Il vecchio e famosissimo adagio dell’inglese Gary Lineker sembra tagliato al millimetro per Beckenbauer. Da giocatore e allenatore. Ci pensò l’Italia di Ferruccio Valcareggi nel ’70 a mettere in crisi quella che per molti era semplicemente una legge naturale, l’ovvia vendetta della Germania Ovest sconfitta nella finale dei Mondiali 1966.
Agli azzurri servirono 120 minuti di calcio mai visto, cuore e sangue pulsante prima ancora di tattica e pedate da distribuire con parsimonia e precisione. Beckenbauer, da par suo, consegnò letteralmente una spalla. La destra, lussata al 66′, e con i cambi finiti. Una fasciatura che nemmeno in un reparto di ortopedia, garze bianche intrecciate dietro il leggendario numero 4 e lui lì, in campo. Servì la più grande impresa nella storia del calcio italiano per rovinare la notte ai tedeschi. A quei tedeschi “vestiti” alla Beckenbauer.
La gloria sconfiggendo due leggende come Cruijff e Maradona
La sconfitta in semifinale, il dente avvelenato, le pile da ricaricare in un amen. Per vincere il seguente Europeo del 1972 e sfidare ufficialmente l’Olanda di Cruijff ai Mondiali del 1974. Non prima di soccombere però, al cospetto di Sparwasser, nel “derbyssimo” contro la Germania Est.
Oltre all’Olanda, in quella finalissima nel pomeriggio di cinquant’anni fa all'”Olympiastadion” di Monaco di Baviera, in campo entrò anche la paura. E i fantasmi. Soprattutto dopo quel rigore di Neeskens a 2 minuti dal calcio d’inizio. Pareggio di Breitner alla mezz’ora, 2-1 di Muller prima di entrare negli spogliatoi tra primo e secondo tempo. Al 90′, la coppa più bella fu della Germania.
Dal 14 dell’olandese Cruijff al 10 dell’argentino Maradona. Il sigillo di Italia ’90 arrivò affrontando di petto un altro fuoriclasse, fischiato dal pubblico di Roma in una notte che passerà alla storia anzitutto per l’extracalcio. Alla storia passarono anche gli sbadigli di una finale che più finale di quella, per noia, c’è solo una tonsillectomia. E il rigore a 5 minuti dalla fine di Brehme, metallurgia al potere. Mario Zagallo, Franz Beckenbauer, poi sarebbe arrivato Didier Deschamps: gli unici campioni del mondo da giocatore e da allenatore.

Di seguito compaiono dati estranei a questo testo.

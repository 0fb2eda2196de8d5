//! Query executor: binds a logical plan and runs it against a catalog.

use crate::context::{ExecutionConfig, ExecutionContext, ExecutionStats};
use crate::executor::{
    BoxedOperator, ExecutionError, ExecutionResult, Operator, PhysicalPlanRunner, ResultColumn,
    ResultSet,
};
use crate::planner::{BoundQuery, LogicalPlan, PhysicalPlan, QueryPlanner};
use alloc::rc::Rc;
use alloc::vec::Vec;
use roster_core::{Catalog, Row};

/// Entry point for running queries against a catalog.
///
/// # Example
///
/// ```rust
/// use roster_core::{Catalog, Row, Value};
/// use roster_query::ast::Expr;
/// use roster_query::executor::QueryExecutor;
/// use roster_query::planner::LogicalPlan;
///
/// let regions = vec![
///     Row::new(vec!["Oregon".into(), "OR".into(), "West".into(), "Pacific".into()]),
///     Row::new(vec!["Ohio".into(), "OH".into(), "Midwest".into(), Value::Null]),
/// ];
/// let catalog = Catalog::with_builtin(vec![], regions).unwrap();
///
/// let plan = LogicalPlan::project(
///     LogicalPlan::filter(
///         LogicalPlan::scan("regions"),
///         Expr::eq(Expr::col("region"), Expr::literal("West")),
///     ),
///     vec![Expr::col("state_name").into()],
/// );
///
/// let result = QueryExecutor::new(&catalog).execute(&plan).unwrap();
/// assert_eq!(result.column_names(), vec!["state_name"]);
/// assert_eq!(result.rows, vec![Row::new(vec!["Oregon".into()])]);
/// ```
pub struct QueryExecutor<'a> {
    catalog: &'a Catalog,
    config: ExecutionConfig,
}

impl<'a> QueryExecutor<'a> {
    /// Creates an executor with the default configuration.
    pub fn new(catalog: &'a Catalog) -> Self {
        Self::with_config(catalog, ExecutionConfig::default())
    }

    /// Creates an executor with the given configuration.
    pub fn with_config(catalog: &'a Catalog, config: ExecutionConfig) -> Self {
        Self { catalog, config }
    }

    /// Returns the configuration.
    pub fn config(&self) -> &ExecutionConfig {
        &self.config
    }

    /// Binds a plan without running it. Binding errors surface here, before
    /// any row is read.
    pub fn prepare(&self, plan: &LogicalPlan) -> ExecutionResult<PreparedQuery<'a>> {
        let bound = QueryPlanner::new(self.catalog).plan(plan)?;
        log::debug!(
            "bound {} plan with {} output columns",
            bound.plan.name(),
            bound.columns.len()
        );
        Ok(PreparedQuery {
            catalog: self.catalog,
            config: self.config,
            bound,
        })
    }

    /// Binds and runs a plan, materializing every row.
    pub fn execute(&self, plan: &LogicalPlan) -> ExecutionResult<ResultSet> {
        self.prepare(plan)?.execute()
    }
}

/// A bound plan that can be executed any number of times.
///
/// Every execution gets a fresh `ExecutionContext`, so subquery results are
/// never shared between runs.
#[derive(Clone, Debug)]
pub struct PreparedQuery<'a> {
    catalog: &'a Catalog,
    config: ExecutionConfig,
    bound: BoundQuery,
}

impl<'a> PreparedQuery<'a> {
    /// Returns the output columns.
    pub fn columns(&self) -> &[ResultColumn] {
        &self.bound.columns
    }

    /// Returns the bound physical plan.
    pub fn physical_plan(&self) -> &PhysicalPlan {
        &self.bound.plan
    }

    /// Runs the query to completion.
    pub fn execute(&self) -> ExecutionResult<ResultSet> {
        self.execute_with_stats().map(|(result, _)| result)
    }

    /// Runs the query to completion and also returns the execution counters.
    pub fn execute_with_stats(&self) -> ExecutionResult<(ResultSet, ExecutionStats)> {
        let ctx = Rc::new(ExecutionContext::new(self.catalog, self.config));
        let rows = PhysicalPlanRunner::new(Rc::clone(&ctx)).execute(&self.bound.plan, Rc::from(Vec::new()))?;
        let stats = ctx.stats();
        log::debug!(
            "query produced {} rows ({} subquery runs, {} cache hits)",
            rows.len(),
            stats.subquery_runs,
            stats.subquery_hits
        );
        Ok((ResultSet::new(self.bound.columns.clone(), rows), stats))
    }

    /// Starts a lazy execution. Rows are produced as the stream is pulled;
    /// dropping the stream stops the query.
    pub fn stream(&self) -> QueryStream<'_> {
        let ctx = Rc::new(ExecutionContext::new(self.catalog, self.config));
        let root = PhysicalPlanRunner::new(ctx).build(&self.bound.plan, Rc::from(Vec::new()));
        QueryStream {
            columns: &self.bound.columns,
            state: match root {
                Ok(root) => StreamState::Running(root),
                Err(err) => StreamState::Failed(Some(err)),
            },
        }
    }
}

enum StreamState<'a> {
    Running(BoxedOperator<'a>),
    Failed(Option<ExecutionError>),
    Done,
}

/// Lazy row iterator over a prepared query.
///
/// Yields `Err` at most once; the stream is finished afterwards.
pub struct QueryStream<'a> {
    columns: &'a [ResultColumn],
    state: StreamState<'a>,
}

impl QueryStream<'_> {
    /// Returns the output columns.
    pub fn columns(&self) -> &[ResultColumn] {
        self.columns
    }
}

impl Iterator for QueryStream<'_> {
    type Item = ExecutionResult<Row>;

    fn next(&mut self) -> Option<Self::Item> {
        match &mut self.state {
            StreamState::Running(root) => match root.next() {
                Ok(Some(row)) => Some(Ok(row)),
                Ok(None) => {
                    self.state = StreamState::Done;
                    None
                }
                Err(err) => {
                    self.state = StreamState::Done;
                    Some(Err(err))
                }
            },
            StreamState::Failed(err) => {
                let err = err.take();
                self.state = StreamState::Done;
                err.map(Err)
            }
            StreamState::Done => None,
        }
    }
}
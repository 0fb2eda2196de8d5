//! Expression evaluation.
//!
//! Predicates use three-valued logic: a boolean result is `Value::Boolean`
//! and *unknown* is `Value::Null`. Operators that see a null operand yield
//! null unless noted otherwise (`IS [NOT] NULL`, `EXISTS`, `COALESCE`, and
//! the short-circuit rules of AND/OR).

use crate::ast::{BinaryOp, UnaryOp};
use crate::context::ExecutionContext;
use crate::executor::functions;
use crate::executor::{ExecutionError, ExecutionResult, PhysicalPlanRunner};
use crate::planner::physical::{BoundExpr, BoundSubquery};
use alloc::format;
use alloc::rc::Rc;
use alloc::vec::Vec;
use core::cmp::Ordering;
use roster_core::pattern_match;
use roster_core::{Error, Row, Value};

/// Evaluates bound expressions for one operator.
///
/// Carries the execution context (for subqueries) and the correlation values
/// of the plan it belongs to.
#[derive(Clone)]
pub struct ExprEvaluator<'a> {
    ctx: Rc<ExecutionContext<'a>>,
    params: Rc<[Value]>,
}

impl<'a> ExprEvaluator<'a> {
    /// Creates an evaluator.
    pub fn new(ctx: Rc<ExecutionContext<'a>>, params: Rc<[Value]>) -> Self {
        Self { ctx, params }
    }

    /// Returns the execution context.
    pub fn context(&self) -> &Rc<ExecutionContext<'a>> {
        &self.ctx
    }

    /// Evaluates a predicate. Only an exactly-true result passes.
    pub fn eval_predicate(&self, expr: &BoundExpr, row: &[Value]) -> ExecutionResult<bool> {
        Ok(truth(&self.eval(expr, row)?)? == Some(true))
    }

    /// Evaluates an expression against a row.
    pub fn eval(&self, expr: &BoundExpr, row: &[Value]) -> ExecutionResult<Value> {
        match expr {
            BoundExpr::Column(i) => row.get(*i).cloned().ok_or_else(|| {
                ExecutionError::invalid_plan(format!(
                    "column slot {} out of range for a row of {}",
                    i,
                    row.len()
                ))
            }),

            BoundExpr::Param(i) => self.params.get(*i).cloned().ok_or_else(|| {
                ExecutionError::invalid_plan(format!("correlation value {} is not bound", i))
            }),

            BoundExpr::Literal(value) => Ok(value.clone()),

            BoundExpr::Binary { left, op, right } => match op {
                BinaryOp::And => {
                    let l = truth(&self.eval(left, row)?)?;
                    if l == Some(false) {
                        return Ok(Value::Boolean(false));
                    }
                    let r = truth(&self.eval(right, row)?)?;
                    Ok(from_truth(and3(l, r)))
                }
                BinaryOp::Or => {
                    let l = truth(&self.eval(left, row)?)?;
                    if l == Some(true) {
                        return Ok(Value::Boolean(true));
                    }
                    let r = truth(&self.eval(right, row)?)?;
                    Ok(from_truth(or3(l, r)))
                }
                _ => {
                    let l = self.eval(left, row)?;
                    let r = self.eval(right, row)?;
                    binary(*op, &l, &r)
                }
            },

            BoundExpr::Unary { op, expr } => {
                let value = self.eval(expr, row)?;
                match op {
                    UnaryOp::Not => Ok(from_truth(truth(&value)?.map(|b| !b))),
                    UnaryOp::Neg => negate(&value),
                    UnaryOp::IsNull => Ok(Value::Boolean(value.is_null())),
                    UnaryOp::IsNotNull => Ok(Value::Boolean(!value.is_null())),
                }
            }

            BoundExpr::Function { func, args } => {
                let args = self.eval_all(args, row)?;
                functions::call(*func, &args)
            }

            BoundExpr::Between {
                expr,
                low,
                high,
                negated,
            } => {
                let value = self.eval(expr, row)?;
                let low = self.eval(low, row)?;
                let high = self.eval(high, row)?;
                let above = value.sql_cmp(&low)?.map(|o| o != Ordering::Less);
                let below = value.sql_cmp(&high)?.map(|o| o != Ordering::Greater);
                Ok(from_truth(negate_if(and3(above, below), *negated)))
            }

            BoundExpr::InList {
                expr,
                list,
                negated,
            } => {
                let probe = self.eval(expr, row)?;
                let list = self.eval_all(list, row)?;
                let found = tuple_in(
                    core::slice::from_ref(&probe),
                    list.iter().map(core::slice::from_ref),
                )?;
                Ok(from_truth(negate_if(found, *negated)))
            }

            BoundExpr::InSubquery {
                exprs,
                subquery,
                negated,
            } => {
                let probe = self.eval_all(exprs, row)?;
                let rows = self.subquery_rows(subquery, row)?;
                let found = tuple_in(&probe, rows.iter().map(Row::values))?;
                Ok(from_truth(negate_if(found, *negated)))
            }

            BoundExpr::Like {
                expr,
                pattern,
                negated,
            } => {
                let value = self.eval(expr, row)?;
                let pattern = self.eval(pattern, row)?;
                let matched = match (&value, &pattern) {
                    (Value::Null, _) | (_, Value::Null) => None,
                    (Value::Text(v), Value::Text(p)) => Some(pattern_match::like(v, p)),
                    (v, p) => {
                        return Err(Error::incompatible_types("match", v.data_type(), p.data_type()).into())
                    }
                };
                Ok(from_truth(negate_if(matched, *negated)))
            }

            BoundExpr::Case { branches, default } => {
                for (condition, result) in branches {
                    if truth(&self.eval(condition, row)?)? == Some(true) {
                        return self.eval(result, row);
                    }
                }
                match default {
                    Some(d) => self.eval(d, row),
                    None => Ok(Value::Null),
                }
            }

            BoundExpr::ScalarSubquery(subquery) => {
                let rows = self.subquery_rows(subquery, row)?;
                match rows.len() {
                    0 => Ok(Value::Null),
                    1 => Ok(rows[0].get(0).cloned().unwrap_or(Value::Null)),
                    n => Err(ExecutionError::SubqueryCardinality { rows: n }),
                }
            }

            BoundExpr::Exists { subquery, negated } => {
                let rows = self.subquery_rows(subquery, row)?;
                Ok(Value::Boolean(rows.is_empty() == *negated))
            }
        }
    }

    fn eval_all(&self, exprs: &[BoundExpr], row: &[Value]) -> ExecutionResult<Vec<Value>> {
        exprs.iter().map(|e| self.eval(e, row)).collect()
    }

    /// Runs (or recalls) a subquery for the correlation values of `row`.
    fn subquery_rows(&self, subquery: &BoundSubquery, row: &[Value]) -> ExecutionResult<Rc<[Row]>> {
        let params = self.eval_all(&subquery.outer, row)?;
        if let Some(rows) = self.ctx.cached_subquery(subquery, &params) {
            log::trace!("subquery {} cache hit", subquery.id);
            return Ok(rows);
        }

        log::trace!("subquery {} running with {} outer values", subquery.id, params.len());
        let runner = PhysicalPlanRunner::new(Rc::clone(&self.ctx));
        let rows: Rc<[Row]> = runner
            .execute(&subquery.plan, Rc::from(params.clone()))?
            .into();
        self.ctx.store_subquery(subquery, params, Rc::clone(&rows));
        Ok(rows)
    }
}

/// Interprets a value as a truth value; null is *unknown*.
fn truth(value: &Value) -> ExecutionResult<Option<bool>> {
    match value {
        Value::Null => Ok(None),
        Value::Boolean(b) => Ok(Some(*b)),
        other => Err(ExecutionError::type_mismatch(format!(
            "expected a boolean, got {}",
            other.data_type().map_or("null", |t| t.name())
        ))),
    }
}

fn from_truth(t: Option<bool>) -> Value {
    t.map_or(Value::Null, Value::Boolean)
}

fn and3(l: Option<bool>, r: Option<bool>) -> Option<bool> {
    match (l, r) {
        (Some(false), _) | (_, Some(false)) => Some(false),
        (Some(true), Some(true)) => Some(true),
        _ => None,
    }
}

fn or3(l: Option<bool>, r: Option<bool>) -> Option<bool> {
    match (l, r) {
        (Some(true), _) | (_, Some(true)) => Some(true),
        (Some(false), Some(false)) => Some(false),
        _ => None,
    }
}

fn negate_if(t: Option<bool>, negated: bool) -> Option<bool> {
    if negated {
        t.map(|b| !b)
    } else {
        t
    }
}

/// SQL membership: true on any match, otherwise unknown if any comparison
/// was unknown, otherwise false.
fn tuple_in<'v>(
    probe: &[Value],
    candidates: impl Iterator<Item = &'v [Value]>,
) -> ExecutionResult<Option<bool>> {
    let mut unknown = false;
    for candidate in candidates {
        match tuple_eq(probe, candidate)? {
            Some(true) => return Ok(Some(true)),
            Some(false) => {}
            None => unknown = true,
        }
    }
    Ok(if unknown { None } else { Some(false) })
}

fn tuple_eq(left: &[Value], right: &[Value]) -> ExecutionResult<Option<bool>> {
    let mut result = Some(true);
    for (l, r) in left.iter().zip(right) {
        let eq = l.sql_cmp(r)?.map(|o| o == Ordering::Equal);
        result = and3(result, eq);
        if result == Some(false) {
            break;
        }
    }
    Ok(result)
}

fn binary(op: BinaryOp, l: &Value, r: &Value) -> ExecutionResult<Value> {
    if op.is_comparison() {
        let ord = l.sql_cmp(r)?;
        return Ok(from_truth(ord.map(|o| match op {
            BinaryOp::Eq => o == Ordering::Equal,
            BinaryOp::Ne => o != Ordering::Equal,
            BinaryOp::Lt => o == Ordering::Less,
            BinaryOp::Le => o != Ordering::Greater,
            BinaryOp::Gt => o == Ordering::Greater,
            _ => o != Ordering::Less,
        })));
    }
    if l.is_null() || r.is_null() {
        return Ok(Value::Null);
    }
    match op {
        BinaryOp::Concat => Ok(Value::Text(format!("{}{}", l, r))),
        _ => arithmetic(op, l, r),
    }
}

fn arithmetic(op: BinaryOp, l: &Value, r: &Value) -> ExecutionResult<Value> {
    let name = match op {
        BinaryOp::Add => "add",
        BinaryOp::Sub => "subtract",
        BinaryOp::Mul => "multiply",
        BinaryOp::Div => "divide",
        BinaryOp::Mod => "take the modulo of",
        _ => {
            return Err(ExecutionError::invalid_plan(format!(
                "{} is not an arithmetic operator",
                op.symbol()
            )))
        }
    };

    match (l, r) {
        (Value::Integer(a), Value::Integer(b)) => {
            let (a, b) = (*a, *b);
            if matches!(op, BinaryOp::Div | BinaryOp::Mod) && b == 0 {
                return Err(ExecutionError::DivisionByZero);
            }
            let result = match op {
                BinaryOp::Add => a.checked_add(b),
                BinaryOp::Sub => a.checked_sub(b),
                BinaryOp::Mul => a.checked_mul(b),
                BinaryOp::Div => a.checked_div(b),
                // i64::MIN % -1 is 0.
                _ => Some(a.wrapping_rem(b)),
            };
            result.map(Value::Integer).ok_or(ExecutionError::NumericOverflow)
        }
        (a, b) => match (a.to_f64(), b.to_f64()) {
            (Some(_), Some(_)) if op == BinaryOp::Mod => Err(ExecutionError::type_mismatch(
                "modulo is only defined for integers",
            )),
            (Some(_), Some(y)) if op == BinaryOp::Div && y == 0.0 => {
                Err(ExecutionError::DivisionByZero)
            }
            (Some(x), Some(y)) => Ok(Value::Real(match op {
                BinaryOp::Add => x + y,
                BinaryOp::Sub => x - y,
                BinaryOp::Mul => x * y,
                _ => x / y,
            })),
            _ => Err(Error::incompatible_types(name, a.data_type(), b.data_type()).into()),
        },
    }
}

fn negate(value: &Value) -> ExecutionResult<Value> {
    match value {
        Value::Null => Ok(Value::Null),
        Value::Integer(i) => i
            .checked_neg()
            .map(Value::Integer)
            .ok_or(ExecutionError::NumericOverflow),
        Value::Real(r) => Ok(Value::Real(-r)),
        other => Err(ExecutionError::type_mismatch(format!(
            "cannot negate {}",
            other.data_type().map_or("null", |t| t.name())
        ))),
    }
}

Dopo Germania-Argentina, dopo essere entrato alla storia, dopo aver alzato la coppa e ringraziato i suoi giocatori, il Kaiser salutò tutti e si mise a passeggiare tranquillo lungo il perimetro del campo. Un passo dopo l’altro, riprendere il respiro. Anche il Kaiser ha bisogno di riposarsi.